Il y a donc illusoirement une conjonction entre le sens et le réel. Cela pose problème : aucun sens dernier que l’analyste pourrait délivrer à l’analysant, aucun message ultime à déchiffrer, plus aucune lettre à soustraire au regard du roi comme dans la nouvelle d’Edgar A. Poe puisque le secret de la lettre, pour être inconnu, n’en n’est pas moins signifiant ; aucun signifiant donc qui aurait un sens dernier et qui donnerait au sujet, enfin, la réponse à la question qu’il se pose sur son être.

Alors ? Quelle est la finalité de l’analyse s’il n’y a aucune réponse de l’Autre à la question de l’être du sujet et que reste-t-il à l’analyste dans cette nouvelle perspective donnée par Lacan à la psychanalyse ? On a là un véritable problème, qui révèle la question de l’antinomie du réel et du sens.
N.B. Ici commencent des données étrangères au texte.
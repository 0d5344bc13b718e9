use std::num::NonZeroU32;
use std::sync::Arc;
use std::time::Duration;

use axum::{
    Json,
    Router,
    extract::State,
    extract::rejection::JsonRejection,
    http::{ Method, StatusCode },
    response::{ IntoResponse, Response },
    routing::{ get, post },
};
use governor::{ Quota, RateLimiter };
use governor::clock::DefaultClock;
use governor::state::{ InMemoryState, NotKeyed };
use log::{ error, info, warn };
use serde::Serialize;
use tokio::sync::RwLock;
use tower_http::cors::{ Any, CorsLayer };
use uuid::Uuid;

use crate::cli::Args;
use crate::config::persona::{ self, PersonaConfig };
use crate::error::ChatError;
use crate::llm::CompletionClient;
use crate::models::chat::{ ChatMessage, ChatReply, ChatRequest, ErrorBody, Role };

type DirectLimiter = RateLimiter<NotKeyed, InMemoryState, DefaultClock>;

/// Transcript-ready fallback carried in every error body so the widget never
/// has to invent one from a raw error.
const FALLBACK_REPLY: &str = "抱歉，服务暂时不可用。请稍后再试或直接联系我们。";

#[derive(Clone)]
pub struct AppState {
    pub client: Arc<dyn CompletionClient>,
    pub persona: Arc<RwLock<Arc<PersonaConfig>>>,
    pub persona_path: Option<String>,
    limiter: Arc<DirectLimiter>,
    pub credential_present: bool,
    pub history_window: usize,
    pub debug: bool,
}

impl AppState {
    pub fn new(
        args: &Args,
        client: Arc<dyn CompletionClient>,
        persona: Arc<PersonaConfig>,
    ) -> Self {
        let quota = Quota::per_second(
            NonZeroU32::new(args.chat_rate_limit.max(1)).unwrap_or(NonZeroU32::MIN)
        );
        Self {
            client,
            persona: Arc::new(RwLock::new(persona)),
            persona_path: args.persona_path.clone(),
            limiter: Arc::new(RateLimiter::direct(quota)),
            credential_present: !args.chat_api_key.is_empty(),
            history_window: args.history_window,
            debug: args.debug,
        }
    }
}

pub struct ApiError {
    err: ChatError,
    debug: bool,
}

impl IntoResponse for ApiError {
    fn into_response(self) -> Response {
        let body = ErrorBody {
            error: self.err.user_reply().to_string(),
            reply: FALLBACK_REPLY.to_string(),
            details: if self.debug { Some(self.err.to_string()) } else { None },
        };
        (self.err.status(), Json(body)).into_response()
    }
}

#[derive(Serialize)]
struct ServiceStatus {
    status: &'static str,
    service: &'static str,
    message: &'static str,
}

#[derive(Serialize)]
struct ReloadResponse {
    success: bool,
    message: String,
    details: Option<String>,
}

pub fn router(state: AppState) -> Router {
    let cors = CorsLayer::new()
        .allow_origin(Any)
        .allow_methods([Method::GET, Method::POST, Method::OPTIONS])
        .allow_headers(Any)
        .max_age(Duration::from_secs(86400));

    Router::new()
        .route("/", get(status_handler))
        .route("/api/chat", post(chat_handler))
        .route("/api/reload-persona", get(reload_persona_handler))
        .layer(cors)
        .with_state(state)
}

async fn status_handler() -> Json<ServiceStatus> {
    Json(ServiceStatus {
        status: "运行中",
        service: "NeuraServe AI",
        message: "使用POST /api/chat聊天",
    })
}

async fn chat_handler(
    State(state): State<AppState>,
    payload: Result<Json<ChatRequest>, JsonRejection>,
) -> Result<Json<ChatReply>, ApiError> {
    let request_id = Uuid::new_v4();
    match proxy_turn(&state, payload, request_id).await {
        Ok(reply) => Ok(Json(reply)),
        Err(err) => {
            error!("[{}] Chat turn failed: {}", request_id, err);
            Err(ApiError { err, debug: state.debug })
        }
    }
}

async fn proxy_turn(
    state: &AppState,
    payload: Result<Json<ChatRequest>, JsonRejection>,
    request_id: Uuid,
) -> Result<ChatReply, ChatError> {
    let Json(req) = payload.map_err(|_| ChatError::InvalidRequest)?;

    // Client-supplied system turns are discarded; the persona prompt is the
    // server's to control.
    let turns: Vec<ChatMessage> = req.messages
        .into_iter()
        .filter(|m| m.role != Role::System)
        .collect();

    if turns.is_empty() {
        return Err(ChatError::InvalidRequest);
    }
    let blank_last = turns
        .last()
        .map(|m| m.content.trim().is_empty())
        .unwrap_or(true);
    if blank_last {
        return Err(ChatError::InvalidRequest);
    }

    if !state.credential_present {
        // Configuration problem, not a client error. Only a masked message
        // leaves the server.
        error!("[{}] Upstream credential is not configured", request_id);
        return Err(ChatError::MissingCredential);
    }

    if state.limiter.check().is_err() {
        warn!("[{}] Chat rate limit exceeded", request_id);
        return Err(ChatError::TooManyRequests);
    }

    let persona_config = state.persona.read().await.clone();
    let start = turns.len().saturating_sub(state.history_window);
    let mut outbound = Vec::with_capacity(turns.len() - start + 1);
    outbound.push(ChatMessage::system(persona_config.system_prompt.clone()));
    outbound.extend_from_slice(&turns[start..]);

    info!(
        "[{}] Forwarding {} turn(s) to model {}",
        request_id,
        outbound.len() - 1,
        state.client.model()
    );

    let reply = state.client.complete(&outbound).await?;
    info!("[{}] Completed turn ({} chars)", request_id, reply.chars().count());

    Ok(ChatReply { reply, success: true })
}

async fn reload_persona_handler(State(state): State<AppState>) -> impl IntoResponse {
    let Some(path) = state.persona_path.as_deref() else {
        return (
            StatusCode::OK,
            Json(ReloadResponse {
                success: true,
                message: "Built-in persona active, nothing to reload".to_string(),
                details: None,
            }),
        );
    };

    let current = state.persona.read().await.clone();
    match persona::reload_persona_if_changed(path, &current) {
        Ok(Some(new_persona)) => {
            *state.persona.write().await = new_persona;
            info!("Persona reloaded from '{}'", path);
            (
                StatusCode::OK,
                Json(ReloadResponse {
                    success: true,
                    message: "Persona reloaded".to_string(),
                    details: None,
                }),
            )
        }
        Ok(None) =>
            (
                StatusCode::OK,
                Json(ReloadResponse {
                    success: true,
                    message: "Persona unchanged".to_string(),
                    details: None,
                }),
            ),
        Err(e) => {
            error!("Persona reload failed: {}", e);
            (
                StatusCode::BAD_REQUEST,
                Json(ReloadResponse {
                    success: false,
                    message: "Persona reload failed".to_string(),
                    details: Some(e.to_string()),
                }),
            )
        }
    }
}
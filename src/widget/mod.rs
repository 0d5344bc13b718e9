pub mod session;
pub mod store;

use chrono::Utc;
use log::warn;

use crate::models::chat::{ ChatMessage, Role };
use store::{ StoredTranscript, TranscriptStore };

/// Default retained conversation length, including the system message.
pub const DEFAULT_CAP: usize = 15;
/// Default number of recent turns forwarded to the proxy per request.
pub const DEFAULT_SEND_WINDOW: usize = 8;

/// Owner of the widget-side conversation state. Replaces the module-global
/// `conversationHistory` with a constructed value passed to whoever drives
/// the UI; rendering is left to the embedding host.
pub struct TranscriptManager {
    messages: Vec<ChatMessage>,
    cap: usize,
    send_window: usize,
}

impl TranscriptManager {
    pub fn new(system_prompt: impl Into<String>, cap: usize, send_window: usize) -> Self {
        Self {
            messages: vec![ChatMessage::system(system_prompt)],
            // The system message always survives, so a cap below two could
            // never retain a turn.
            cap: cap.max(2),
            send_window: send_window.max(1),
        }
    }

    /// Restore persisted turns. Whatever was stored, the transcript comes
    /// back with the configured system message present and first; stored
    /// system messages are ignored. Returns the persisted welcome flag.
    pub fn load(&mut self, store: &dyn TranscriptStore) -> bool {
        self.messages.truncate(1);

        let Some(stored) = store.load() else {
            return false;
        };
        self.messages.extend(
            stored.messages.into_iter().filter(|m| m.role != Role::System)
        );
        self.truncate();
        stored.welcome_shown
    }

    /// Append one user turn. Whitespace-only input is a no-op.
    pub fn append_user_turn(&mut self, text: &str) -> bool {
        let trimmed = text.trim();
        if trimmed.is_empty() {
            return false;
        }
        self.messages.push(ChatMessage::user(trimmed));
        self.truncate();
        true
    }

    pub fn append_assistant_turn(&mut self, text: &str) {
        self.messages.push(ChatMessage::assistant(text));
        self.truncate();
    }

    /// Evict oldest non-system turns until the cap holds. Index 0 is the
    /// system message and is never evicted.
    fn truncate(&mut self) {
        while self.messages.len() > self.cap {
            self.messages.remove(1);
        }
    }

    /// Conversation slice sent to the proxy: the system message plus the
    /// most recent send-window turns.
    pub fn outbound(&self) -> Vec<ChatMessage> {
        let turns = &self.messages[1..];
        let start = turns.len().saturating_sub(self.send_window);
        let mut out = Vec::with_capacity(turns.len() - start + 1);
        out.push(self.messages[0].clone());
        out.extend_from_slice(&turns[start..]);
        out
    }

    pub fn messages(&self) -> &[ChatMessage] {
        &self.messages
    }

    /// Non-system turns, i.e. what a renderer would display.
    pub fn turns(&self) -> &[ChatMessage] {
        &self.messages[1..]
    }

    fn to_stored(&self, welcome_shown: bool) -> StoredTranscript {
        StoredTranscript {
            messages: self.turns().to_vec(),
            welcome_shown,
            saved_at: Utc::now().timestamp(),
        }
    }

    /// Best-effort persistence: storage failures are logged and swallowed so
    /// a full or broken store never blocks the turn.
    pub fn persist(&self, store: &dyn TranscriptStore, welcome_shown: bool) {
        if let Err(e) = store.save(&self.to_stored(welcome_shown)) {
            warn!("Failed to persist transcript: {}", e);
        }
    }
}
use clap::Parser;
use dotenv::dotenv;
use neuraserve_chat::cli::Args;
use std::error::Error;

#[tokio::main]
async fn main() -> Result<(), Box<dyn Error + Send + Sync>> {
    dotenv().ok();
    env_logger::Builder::from_env(env_logger::Env::default().default_filter_or("info")).init();
    let args = Args::parse();

    neuraserve_chat::run(args).await
}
Le sujet au terme de son analyse doit-il simplement comprendre que rien n’a de sens en soi, que la parole n’est que blabla, que l’on ne parle que pour jouir, la vie n’ayant pas de sens, sinon religieux ? Ce serait là une vision tragique de l’analyse.

Si le réel exclut complètement le sens, il y a cependant une exception : c’est le symptôme. Le symptôme est sans doute la seule chose qui, dans le réel, continue d’avoir du sens. L’analyste doit pouvoir s’orienter sur le réel comme seule option analytique – lacanienne – et cela est possible par le traitement du symptôme. Disons que le symptôme, dans cette perspective est ce qui supplée au manque de savoir dans le réel, un symptôme parfois réduit à la lettre de jouissance,.C’est alors un symptôme bien particulier, qui rend compte de l’impact des signifiants sur le corps. Le symptôme devient ce que le sujet a de plus réel, son mode de jouir propre. Et ce symptôme n’a pu se constituer que par une rencontre toujours contingente, hasardeuse, traumatique, fortuite avec le réel : un réel paré en femme, un réel du père entrevu sous le manteau de Noé, ou un réel de la mort sans son article.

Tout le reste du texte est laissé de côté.